Saved entries
===

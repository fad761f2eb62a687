//! Streaming HTTP access-log monitor.
//!
//! Lines in Common Log Format are decoded into [`Record`]s and grouped into
//! fixed-length windows. Each flushed window is summarized (hits plus the
//! top sections, methods, protocols and status codes) and pushed into a
//! short history whose moving average drives a high-traffic alert.

pub mod aggregation;
pub mod cli;
pub mod clf;
pub mod config;
pub mod error;
pub mod monitor;
pub mod pipeline;
pub mod sink;

// Re-export commonly used types
pub use clf::Record;
pub use config::MonitorConfig;
pub use error::{Error, Result};
pub use monitor::StreamMonitor;
pub use pipeline::Pipeline;
pub use sink::{JsonSink, SummarySink, TextSink};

===

### DIRECTIONS FOR THIS TASK
Print from the line containing "pub use monitor::StreamMonitor;" to the last line above, exactly as written.

### OUTPUT BELOW
pub use monitor::StreamMonitor;
pub use pipeline::Pipeline;
pub use sink::{JsonSink, SummarySink, TextSink};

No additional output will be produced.